Все эти дни не топил. Стоит ровная нехолодная погода – днем 9-10 градусов тепла. В комнате моей без топки 14–15, а вечерами, когда горят лампы и кипит чайник, – все 17. Днем сквозит солнце.

И это притом, что у меня гнилые, дырявые рамы, стекло отстало, вообще нет нескольких стекол в первых рамах. И двери неплотно прилегают к полам. И всюду щели и дырки. Дому всего 30 лет, но он давно не ремонтировался.

6 нояб. Письма от Л. К. Чуковской в ответ на мое с оценкой ее глав биографии Герцена в «Прометее». Пишет, что если найдутся силы, хочет [слово вставлено шариковой ручкой] написать маленькую книжку «Последние годы Герцена». Всякие милые слова. <…>

Сегодня в 9 часов 50 минут еду в Ленинград на неделю, не больше. Когда вернусь, придется наверно уже регулярно топить.

Слышал в эти дни голоса выступавших наших вождей. Интеллигентная манера речи у одного Косыгина.

Еду с 14 рублями в кармане, но с обратным билетом.

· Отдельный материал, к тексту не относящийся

//! Gregorian calendar <-> Julian Day conversion.
//!
//! Source: Meeus, "Astronomical Algorithms" (2nd ed), chapter 7.

use chrono::FixedOffset;

use super::types::{JulianDay, Timestamp, MAX_DATE};
use crate::error::{ChartError, Result};

/// Julian Day of the J2000.0 epoch (2000-01-01 12:00 TT).
pub const J2000_JD: f64 = 2_451_545.0;

/// Days per Julian century.
pub const DAYS_PER_CENTURY: f64 = 36_525.0;

const SECONDS_PER_DAY: f64 = 86_400.0;
const MILLIS_PER_DAY: i64 = 86_400_000;

/// Julian Day (UT) of a validated timestamp.
///
/// January and February are counted as months 13 and 14 of the previous
/// year; `B` is the Gregorian century correction. The UTC offset is removed
/// so the result is always on the UT scale.
pub fn julian_day(ts: &Timestamp) -> JulianDay {
    let (mut y, mut m) = (ts.year() as f64, ts.month() as f64);
    if m <= 2.0 {
        y -= 1.0;
        m += 12.0;
    }
    let a = (y / 100.0).floor();
    let b = 2.0 - a + (a / 4.0).floor();
    let day = ts.day() as f64;

    let jd0 = (365.25 * (y + 4716.0)).floor() + (30.6001 * (m + 1.0)).floor() + day + b - 1524.5;
    let seconds = ts.seconds_of_day() - ts.utc_offset_secs() as f64;
    JulianDay(jd0 + seconds / SECONDS_PER_DAY)
}

/// Validate the fields and convert in one step.
pub fn julian_day_from_fields(
    year: i32,
    month: u32,
    day: u32,
    hour: u32,
    minute: u32,
    second: f64,
) -> Result<JulianDay> {
    let ts = Timestamp::new(year, month, day, hour, minute, second)?;
    Ok(julian_day(&ts))
}

/// Inverse of [`julian_day`]: the UTC calendar instant of a Julian Day.
///
/// The time of day is resolved to whole milliseconds; an f64 Julian Day
/// near the present carries about 4e-5 s of rounding error, so finer
/// digits are noise. A time that rounds up to midnight rolls into the next
/// date, except at the end of the last supported date, which stays at
/// 23:59:59.999. Fails with `InvalidTimestamp` when the day falls outside
/// the supported Gregorian range.
pub fn calendar_from_julian_day(jd: JulianDay) -> Result<Timestamp> {
    if !jd.0.is_finite() {
        return Err(ChartError::timestamp(format!("{} is not a finite Julian Day", jd.0)));
    }
    let shifted = jd.0 + 0.5;
    let z = shifted.floor();
    let f = shifted - z;

    let mut day_start = z;
    let mut day_ms = (f * MILLIS_PER_DAY as f64).round() as i64;
    if day_ms >= MILLIS_PER_DAY {
        day_start += 1.0;
        day_ms -= MILLIS_PER_DAY;
    }
    let (mut year, mut month, mut day) = civil_date(day_start);
    // Midnight closing the last supported day belongs to that day
    if day_ms == 0 && civil_date(day_start - 1.0) == MAX_DATE {
        (year, month, day) = MAX_DATE;
        day_ms = MILLIS_PER_DAY - 1;
    }

    let hour = (day_ms / 3_600_000) as u32;
    let minute = (day_ms % 3_600_000 / 60_000) as u32;
    let second = (day_ms % 60_000) as f64 / 1000.0;

    Timestamp::new(year, month, day, hour, minute, second)
}

/// Gregorian (year, month, day) of the civil day starting at JD `z - 0.5`.
fn civil_date(z: f64) -> (i32, u32, u32) {
    let alpha = ((z - 1_867_216.25) / 36_524.25).floor();
    let a = z + 1.0 + alpha - (alpha / 4.0).floor();
    let b = a + 1524.0;
    let c = ((b - 122.1) / 365.25).floor();
    let d = (365.25 * c).floor();
    let e = ((b - d) / 30.6001).floor();

    let day = (b - d - (30.6001 * e).floor()) as u32;
    let month = if e < 14.0 { e - 1.0 } else { e - 13.0 } as u32;
    let year = if month > 2 { c - 4716.0 } else { c - 4715.0 } as i32;
    (year, month, day)
}

/// Julian centuries elapsed since J2000.0.
pub fn julian_centuries(jd: JulianDay) -> f64 {
    (jd.0 - J2000_JD) / DAYS_PER_CENTURY
}

/// Express a UT Julian Day as civil time at `offset`.
pub fn calendar_from_julian_day_at(jd: JulianDay, offset: FixedOffset) -> Result<Timestamp> {
    let local = JulianDay(jd.0 + offset.local_minus_utc() as f64 / SECONDS_PER_DAY);
    Ok(calendar_from_julian_day(local)?.with_offset(offset))
}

7 нояб. <…> Смотрел здесь по телевизору «Октябрь» Эйзенштейна. По исторической концепции это ничтожно и мелко, а по стилистике и композиции старомодно в худшем смысле слова, т. е. не как старомоден Тургенев, а как старомоден, допустим, Пшибышевский. Ничего нет хуже вчерашнего авангардизма, выродившегося не [вписано в машинопись от руки шариковой ручкой] в большой стиль, а оставшегося навеки в коротких штанишках.

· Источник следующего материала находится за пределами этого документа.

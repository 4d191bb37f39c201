pub mod mean_elements;
pub mod provider;
pub mod types;

pub use mean_elements::{body_longitude, MeanElements};
pub use provider::{PositionProvider, DEFAULT_SPEED_STEP};
pub use types::{Body, BodyPosition, GeoLocation};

8 нояб. Целый день сидим дома. <…>

Здесь неплохо, но что делать – я не создан для блаженства… <…>

9 окт. Снова об «Октябре».

Историческая концепция фильма на уровне Окон Роста[85] <…> Композиция кадров нарочита по ракурсам. <…> Монтаж? Он спешит везде, где должны быть люди и их поступки и задерживается, тянется, назойливо и монотонно повсюду, где идет утомительная игра вещей или неких механических процессов. Вероятно это должно восхитить последователей школы Натали Саррот, но мне это кажется слишком упрощенным. Я вижу в этом лично присущую Эйзенштейну беспомощность в обращении с актерами, так выявившуюся в его дальнейших фильмах, где актеры у него играют, как в опере. [единственный шедевр, который АКГ признает, – «Потемкин»]

10 нояб. <…> Праздники прошли, но цвет будней еще не определился. Можно уже правда сказать, что юбилей прошел без имени Сталина: во всяком случае с его минимальным упоминанием и то не сверху, а от разных доброхотов снизу.

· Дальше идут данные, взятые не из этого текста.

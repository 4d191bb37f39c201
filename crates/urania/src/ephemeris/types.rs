use serde::{Deserialize, Serialize};
use std::fmt;
use std::str::FromStr;

use crate::error::{ChartError, Result};

/// Geographic location coordinates (north/east positive, degrees).
#[derive(Debug, Clone, Copy, PartialEq, Serialize, Deserialize)]
pub struct GeoLocation {
    pub lat: f64,
    pub lon: f64,
}

impl GeoLocation {
    /// Validated constructor: |lat| < 90 and lon within [-180, 180].
    ///
    /// The poles are rejected because every ascendant and house formula is
    /// singular there.
    pub fn new(lat: f64, lon: f64) -> Result<Self> {
        if !lat.is_finite() || lat.abs() >= 90.0 {
            return Err(ChartError::InvalidLatitude { latitude: lat });
        }
        if !lon.is_finite() || lon.abs() > 180.0 {
            return Err(ChartError::InvalidLongitude { longitude: lon });
        }
        Ok(Self { lat, lon })
    }
}

/// The ten canonical chart bodies.
#[derive(Debug, Clone, Copy, PartialEq, Eq, Hash, PartialOrd, Ord, Serialize, Deserialize)]
#[serde(rename_all = "lowercase")]
pub enum Body {
    Sun,
    Moon,
    Mercury,
    Venus,
    Mars,
    Jupiter,
    Saturn,
    Uranus,
    Neptune,
    Pluto,
}

impl Body {
    /// All bodies in traditional chart order.
    pub const ALL: [Body; 10] = [
        Body::Sun,
        Body::Moon,
        Body::Mercury,
        Body::Venus,
        Body::Mars,
        Body::Jupiter,
        Body::Saturn,
        Body::Uranus,
        Body::Neptune,
        Body::Pluto,
    ];

    pub fn name(self) -> &'static str {
        match self {
            Body::Sun => "sun",
            Body::Moon => "moon",
            Body::Mercury => "mercury",
            Body::Venus => "venus",
            Body::Mars => "mars",
            Body::Jupiter => "jupiter",
            Body::Saturn => "saturn",
            Body::Uranus => "uranus",
            Body::Neptune => "neptune",
            Body::Pluto => "pluto",
        }
    }

    /// Sun and Moon never station; every other body can.
    pub fn can_retrograde(self) -> bool {
        !matches!(self, Body::Sun | Body::Moon)
    }
}

impl fmt::Display for Body {
    fn fmt(&self, f: &mut fmt::Formatter<'_>) -> fmt::Result {
        f.write_str(self.name())
    }
}

impl FromStr for Body {
    type Err = ChartError;

    fn from_str(s: &str) -> Result<Self> {
        let lower = s.trim().to_lowercase();
        Body::ALL
            .iter()
            .copied()
            .find(|b| b.name() == lower)
            .ok_or_else(|| ChartError::UnsupportedBody {
                body: s.to_string(),
                valid: Body::ALL.iter().map(|b| b.name().to_string()).collect(),
            })
    }
}

/// A body's tropical longitude and, optionally, its speed.
#[derive(Debug, Clone, Copy, PartialEq, Serialize, Deserialize)]
pub struct BodyPosition {
    pub body: Body,
    /// Longitude in degrees, [0, 360)
    pub lon: f64,
    /// Speed in longitude (degrees per day)
    pub speed_lon: Option<f64>,
}

impl BodyPosition {
    pub fn new(body: Body, lon: f64) -> Self {
        Self {
            body,
            lon: crate::angle::normalize_angle(lon),
            speed_lon: None,
        }
    }

    pub fn with_speed(self, speed_lon: f64) -> Self {
        Self {
            speed_lon: Some(speed_lon),
            ..self
        }
    }

    /// Retrograde when the longitude speed is known and negative.
    pub fn is_retrograde(&self) -> bool {
        self.speed_lon.is_some_and(|s| s < 0.0)
    }
}
//! Tropical chart geometry.
//!
//! Julian day and sidereal time, a swappable planetary position model,
//! ascendant/midheaven and house cusps, and aspect matching. Every function
//! is pure; all tunables (obliquity, aspect orbs, house system) are passed in.

pub mod angle;
pub mod aspects;
pub mod chart;
pub mod ephemeris;
pub mod error;
pub mod houses;
pub mod time;
pub mod western;

pub use angle::{angular_distance, normalize_angle};
pub use aspects::{
    all_aspects, cross_aspects, find_aspect, Aspect, AspectKind, AspectMotion, AspectPair,
    AspectTable,
};
pub use chart::{Chart, ChartSettings};
pub use ephemeris::{body_longitude, Body, BodyPosition, GeoLocation, MeanElements, PositionProvider};
pub use error::{ChartError, Result};
pub use houses::{ascendant, house_cusps, houses, midheaven, HouseCusps, HouseSystem};
pub use time::{
    calendar_from_julian_day, julian_centuries, julian_day, julian_day_from_fields,
    sidereal_time, JulianDay, Timestamp, DEFAULT_OBLIQUITY,
};
pub use western::{SignPosition, ZodiacSign};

[звонил Дару и Л. Гинзбург, которые собираются приехать в Комарово] <…>

Перечитал здесь «Траву забвения» Катаева и мне захотелось написать об этой талантливой и странной вещи и о «Святом колодце». «Вопросы литературы» собираются дискуссировать о них, но я наверно опоздал. <…>

Скоро пресса приобретет нормальный вид и меня где нибудь раздраконят за мой фильм.

Заставил себя написать нейтральное письмо Леве, но вряд ли возможно вернуть прежние отношения.

11 нояб. Отправил, наконец, в ЖЗЛ верстку моей статьи о Моруа. Долго же я с ней провозился! <…>

Пробовал работать, но мне здесь трудно сосредоточиться: в ушах все время вся жизнь квартиры.

В холодной Загорянке, где мне нечего есть[,] мне работается лучше, т. е. спокойнее.

Недоволен собой.

12 нояб. <…> Уже с утра ужасно захотелось пойти в гости. Звоню Д. Я. [Дару]. Им дали на сутки «В круге первом» и они читают: отнимать время нельзя. Звоню Яше Гордину[86]; он зовет завтра, а нынче занят.

13 нояб. Ночью снова объяснения, на которые я не иду, и все кончается взрывом чувственности.

Утром еду на вокзал и в Литфонд. <…>

В Лавке писателей встречаю В. Н. Орлова. Он настроен пессимистически относительно выпуска и Мандельштама и «Поэты ХХ века» и своей книги статей. Говорит, что местные инстанции отказали ему в его книге дать визу на печатанье и собирается в Москву хлопотать. <…>

Ночью еду, а до этого приглашен с Эммой к Лидии Яковлевне. От нее, взяв с собой чемодан, и поеду.

Мне кажется, я соскучился по Комарову. <…>

14 нояб. [накануне приехал из Ленинграда в Загорянку, перед отъездом встречался с Л. Гинзбург]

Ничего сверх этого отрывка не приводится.